== EXERCISE DATA ==

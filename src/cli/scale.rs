//! `scale` subcommand: apply one scaling method to every feature column

use std::path::Path;

use anyhow::{Context, Result};
use console::style;

use crate::cli::derive_output_path;
use crate::pipeline::{
    append_columns, dataframe_to_table, load_dataset_with_progress, save_dataset, scale_table,
    table_to_dataframe, ScaleMethod,
};
use crate::utils::{create_spinner, finish_with_success};

/// Scale all non-target columns of `input` and write them to `output`.
///
/// # Arguments
/// * `input` - CSV or Parquet file to read
/// * `output` - Optional output path; defaults to `<stem>_scaled.<ext>`
/// * `method` - Min-max or z-score
/// * `target` - Optional response column copied through unscaled
/// * `infer_schema_length` - Rows used for CSV schema inference
pub fn run_scale(
    input: &Path,
    output: Option<&Path>,
    method: ScaleMethod,
    target: Option<&str>,
    infer_schema_length: usize,
) -> Result<()> {
    let output_path = output
        .map(Path::to_path_buf)
        .unwrap_or_else(|| derive_output_path(input, "scaled"));

    println!(
        "\n {} Scaling features ({})",
        style("◆").cyan().bold(),
        style(method).yellow()
    );
    println!("   Input:  {}", style(input.display()).dim());
    println!("   Output: {}", style(output_path.display()).dim());
    println!();

    let (df, rows, cols, _) = load_dataset_with_progress(input, infer_schema_length)?;

    if let Some(target) = target {
        if df.column(target).is_err() {
            anyhow::bail!("Target column '{}' not found in dataset", target);
        }
    }

    let exclude: Vec<&str> = target.into_iter().collect();
    let table = dataframe_to_table(&df, &exclude)
        .with_context(|| format!("Cannot scale {}", input.display()))?;

    let spinner = create_spinner("Scaling columns...");
    let scaled = scale_table(&table, method)?;
    let mut out = append_columns(table_to_dataframe(&scaled)?, &df, &exclude)?;
    finish_with_success(&spinner, &format!("Scaled {} column(s)", scaled.n_cols()));

    let spinner = create_spinner("Writing output file...");
    save_dataset(&mut out, &output_path)?;
    finish_with_success(&spinner, &format!("Saved to {}", output_path.display()));

    println!();
    println!(
        "   {} rows × {} columns",
        style(rows).yellow(),
        style(cols).yellow()
    );
    println!();
    println!(" {} Scaling complete!", style("✓").green().bold());

    Ok(())
}
//! Tests for scale-and-filter feature selection

use featscale::pipeline::{
    min_max_scale, scale_and_filter, variance_profile, SelectError, Table, CONSTANT_COLUMN_FILL,
};

#[path = "common/mod.rs"]
mod common;

use common::*;

#[test]
fn test_example_table_keeps_spread_column() {
    let selection = scale_and_filter(&create_example_table(), 0.01).unwrap();

    assert_close(selection.scaled.column("A").unwrap().values(), &[0.0, 0.5, 1.0]);
    assert_close(selection.scaled.column("B").unwrap().values(), &[0.0, 0.0, 0.0]);

    let var_a = selection.variances.iter().find(|v| v.name == "A").unwrap();
    assert!(
        (var_a.variance - 1.0 / 6.0).abs() < EPS,
        "var(A) should be 1/6, got {}",
        var_a.variance
    );

    assert_eq!(selection.filtered.column_names(), vec!["A"]);
    assert_eq!(selection.filtered.n_rows(), 3);
}

#[test]
fn test_zero_threshold_retains_degenerate_columns() {
    let selection = scale_and_filter(&create_example_table(), 0.0).unwrap();

    assert_eq!(
        selection.filtered.column_names(),
        selection.scaled.column_names(),
        "Threshold 0 should keep every column, constant ones included"
    );
    assert!(selection.variances.iter().all(|v| v.retained));
    assert_eq!(selection.degenerate_names(), vec!["B".to_string()]);
}

#[test]
fn test_threshold_boundary_is_inclusive() {
    let table = create_example_table();
    let exact = 1.0 / 6.0;
    let var_a = variance_profile(&table).unwrap().1[0].1;

    let selection = scale_and_filter(&table, var_a).unwrap();
    assert_eq!(
        selection.filtered.column_names(),
        vec!["A"],
        "A feature exactly at the threshold must be kept"
    );

    let selection = scale_and_filter(&table, exact + 1e-6).unwrap();
    assert!(selection.filtered.column_names().is_empty());
}

#[test]
fn test_negative_threshold_rejected_for_any_table() {
    let tables = [
        create_example_table(),
        create_housing_table(),
        Table::new(Vec::new()).unwrap(),
        Table::from_pairs([("empty", Vec::new())]).unwrap(),
    ];

    for table in &tables {
        let result = scale_and_filter(table, -0.001);
        assert!(
            matches!(result, Err(SelectError::InvalidInput(_))),
            "Negative threshold must be InvalidInput, got {:?}",
            result
        );
    }
}

#[test]
fn test_zero_columns_is_invalid_input() {
    let table = Table::new(Vec::new()).unwrap();
    assert!(matches!(
        scale_and_filter(&table, 0.1),
        Err(SelectError::InvalidInput(_))
    ));
}

#[test]
fn test_zero_rows_is_empty_table() {
    let table = Table::from_pairs([("a", Vec::new()), ("b", Vec::new())]).unwrap();
    assert_eq!(scale_and_filter(&table, 0.1), Err(SelectError::EmptyTable));
}

#[test]
fn test_filtered_is_ordered_subset_of_scaled() {
    let table = create_random_table(40, 12, 7);
    let selection = scale_and_filter(&table, 0.08).unwrap();

    let scaled = selection.scaled.column_names();
    let filtered = selection.filtered.column_names();

    // Every filtered column appears in scaled, in the same relative order
    let mut cursor = 0;
    for name in &filtered {
        let pos = scaled[cursor..]
            .iter()
            .position(|s| s == name)
            .unwrap_or_else(|| panic!("'{}' missing or out of order in scaled table", name));
        cursor += pos + 1;
    }

    for name in &filtered {
        assert_eq!(
            selection.filtered.column(name).unwrap().values(),
            selection.scaled.column(name).unwrap().values(),
            "Filtered values must equal the scaled values for '{}'",
            name
        );
    }
}

#[test]
fn test_scaled_values_within_unit_interval() {
    let table = create_random_table(50, 8, 11);
    let selection = scale_and_filter(&table, 0.0).unwrap();

    for column in selection.scaled.columns() {
        let values = column.values();
        assert!(
            values.iter().all(|v| (0.0..=1.0).contains(v)),
            "Column '{}' has values outside [0, 1]",
            column.name()
        );
        assert!(values.contains(&0.0), "Minimum should map to 0.0");
        assert!(values.contains(&1.0), "Maximum should map to 1.0");
    }
}

#[test]
fn test_wide_finite_range_is_scaled() {
    let table = Table::from_pairs([("w", vec![-1.0e308, 0.0, 1.0e308])]).unwrap();
    let selection = scale_and_filter(&table, 0.01).unwrap();

    assert_close(selection.scaled.column("w").unwrap().values(), &[0.0, 0.5, 1.0]);
    assert_eq!(selection.retained_names(), vec!["w"]);
    assert!(!selection.variances[0].degenerate);
}

#[test]
fn test_threshold_monotonicity() {
    let table = create_random_table(30, 15, 23);
    let thresholds = [0.0, 0.02, 0.05, 0.07, 0.09, 0.12, 0.5];

    for pair in thresholds.windows(2) {
        let loose = scale_and_filter(&table, pair[0]).unwrap();
        let strict = scale_and_filter(&table, pair[1]).unwrap();
        let loose_names = loose.retained_names();
        for name in strict.retained_names() {
            assert!(
                loose_names.contains(&name),
                "'{}' kept at {} but dropped at {}",
                name,
                pair[1],
                pair[0]
            );
        }
    }
}

#[test]
fn test_rescaling_is_idempotent() {
    let table = create_housing_table();
    let once = min_max_scale(&table).unwrap();
    let twice = min_max_scale(&once).unwrap();

    for (a, b) in once.columns().iter().zip(twice.columns()) {
        assert_eq!(a.name(), b.name());
        assert_close(b.values(), a.values());
    }
}

#[test]
fn test_row_count_preserved() {
    for (rows, cols) in [(1, 1), (2, 5), (17, 3)] {
        let table = create_random_table(rows, cols, rows as u64);
        let selection = scale_and_filter(&table, 0.05).unwrap();
        assert_eq!(selection.scaled.n_rows(), rows);
        assert_eq!(selection.filtered.n_rows(), rows);
    }
}

#[test]
fn test_single_row_table_is_all_degenerate() {
    let table = Table::from_pairs([("x", vec![3.5]), ("y", vec![-2.0])]).unwrap();
    let selection = scale_and_filter(&table, 0.0).unwrap();

    assert_eq!(selection.degenerate_names().len(), 2);
    for column in selection.scaled.columns() {
        assert_eq!(column.values(), &[CONSTANT_COLUMN_FILL]);
    }
}

#[test]
fn test_housing_table_drops_sparse_and_constant() {
    let selection = scale_and_filter(&create_housing_table(), 0.05).unwrap();

    // pool: one 1.0 in ten rows -> variance 0.09; constant -> 0
    assert_eq!(selection.retained_names(), vec!["area", "rooms", "pool"]);
    assert_eq!(selection.dropped_names(), vec!["constant"]);

    let selection = scale_and_filter(&create_housing_table(), 0.1).unwrap();
    assert_eq!(selection.retained_names(), vec!["area", "rooms"]);
}

#[test]
fn test_input_table_not_mutated() {
    let table = create_housing_table();
    let before = table.clone();
    let _ = scale_and_filter(&table, 0.05).unwrap();
    assert_eq!(table, before);
}

#[test]
fn test_deterministic_across_calls() {
    let table = create_random_table(25, 6, 99);
    let first = scale_and_filter(&table, 0.06).unwrap();
    let second = scale_and_filter(&table, 0.06).unwrap();
    assert_eq!(first, second);
}

#[test]
fn test_concurrent_calls_share_input() {
    let table = create_random_table(100, 10, 5);
    let expected = scale_and_filter(&table, 0.07).unwrap();

    std::thread::scope(|scope| {
        let handles: Vec<_> = (0..4)
            .map(|_| scope.spawn(|| scale_and_filter(&table, 0.07).unwrap()))
            .collect();
        for handle in handles {
            assert_eq!(handle.join().unwrap(), expected);
        }
    });
}
//! JSON export of per-feature scaled variances

use std::path::Path;

use anyhow::{Context, Result};
use chrono::Utc;
use serde::Serialize;

use crate::pipeline::Selection;

/// Whether a feature is present in the output
#[derive(Debug, Clone, Copy, PartialEq, Eq, Serialize)]
#[serde(rename_all = "lowercase")]
pub enum FeatureStatus {
    Retained,
    Dropped,
}

/// Metadata about the selection run
#[derive(Debug, Serialize)]
pub struct ReportMetadata {
    /// Timestamp of the run (RFC 3339, UTC)
    pub timestamp: String,
    pub featscale_version: String,
    pub input_file: String,
    pub output_file: String,
    pub threshold: f64,
    #[serde(skip_serializing_if = "Option::is_none")]
    pub target_column: Option<String>,
    #[serde(skip_serializing_if = "Vec::is_empty")]
    pub encoded_columns: Vec<String>,
}

/// Aggregate counts over all analysed features
#[derive(Debug, Serialize)]
pub struct ReportSummary {
    pub features_analyzed: usize,
    pub features_retained: usize,
    pub features_dropped: usize,
    pub degenerate_features: usize,
    pub mean_variance: f64,
}

/// One feature's scaled variance and outcome
#[derive(Debug, Serialize)]
pub struct FeatureEntry {
    pub name: String,
    pub variance: f64,
    pub status: FeatureStatus,
    /// Scaled variance fell below the threshold
    pub below_threshold: bool,
    pub degenerate: bool,
}

/// Complete variance report
#[derive(Debug, Serialize)]
pub struct VarianceReport {
    pub metadata: ReportMetadata,
    pub summary: ReportSummary,
    pub features: Vec<FeatureEntry>,
}

/// Parameters describing the run, for the report metadata
pub struct ReportParams<'a> {
    pub input_file: &'a str,
    pub output_file: &'a str,
    pub threshold: f64,
    pub target_column: Option<&'a str>,
    pub encoded_columns: &'a [String],
    /// False when the user kept the low-variance features
    pub drops_applied: bool,
}

impl VarianceReport {
    pub fn from_selection(selection: &Selection, params: &ReportParams) -> Self {
        let features: Vec<FeatureEntry> = selection
            .variances
            .iter()
            .map(|v| FeatureEntry {
                name: v.name.clone(),
                variance: v.variance,
                status: if v.retained || !params.drops_applied {
                    FeatureStatus::Retained
                } else {
                    FeatureStatus::Dropped
                },
                below_threshold: !v.retained,
                degenerate: v.degenerate,
            })
            .collect();

        let retained = features
            .iter()
            .filter(|f| f.status == FeatureStatus::Retained)
            .count();
        let mean_variance = if features.is_empty() {
            0.0
        } else {
            features.iter().map(|f| f.variance).sum::<f64>() / features.len() as f64
        };

        Self {
            metadata: ReportMetadata {
                timestamp: Utc::now().to_rfc3339(),
                featscale_version: env!("CARGO_PKG_VERSION").to_string(),
                input_file: params.input_file.to_string(),
                output_file: params.output_file.to_string(),
                threshold: params.threshold,
                target_column: params.target_column.map(str::to_string),
                encoded_columns: params.encoded_columns.to_vec(),
            },
            summary: ReportSummary {
                features_analyzed: features.len(),
                features_retained: retained,
                features_dropped: features.len() - retained,
                degenerate_features: features.iter().filter(|f| f.degenerate).count(),
                mean_variance,
            },
            features,
        }
    }
}

/// Write the variance report for `selection` as pretty-printed JSON.
pub fn export_variance_report(
    selection: &Selection,
    output_path: &Path,
    params: &ReportParams,
) -> Result<()> {
    let report = VarianceReport::from_selection(selection, params);
    let json = serde_json::to_string_pretty(&report).context("Failed to serialize report")?;

    std::fs::write(output_path, json)
        .with_context(|| format!("Failed to write report: {}", output_path.display()))?;

    tracing::info!(path = %output_path.display(), "variance report written");
    Ok(())
}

===

> [EXERCISE AIM] Could you return the lines in the entries above that contain "ReportParams"?

> [ANSWER BELOW]
pub struct ReportParams<'a> {
    pub fn from_selection(selection: &Selection, params: &ReportParams) -> Self {
    params: &ReportParams,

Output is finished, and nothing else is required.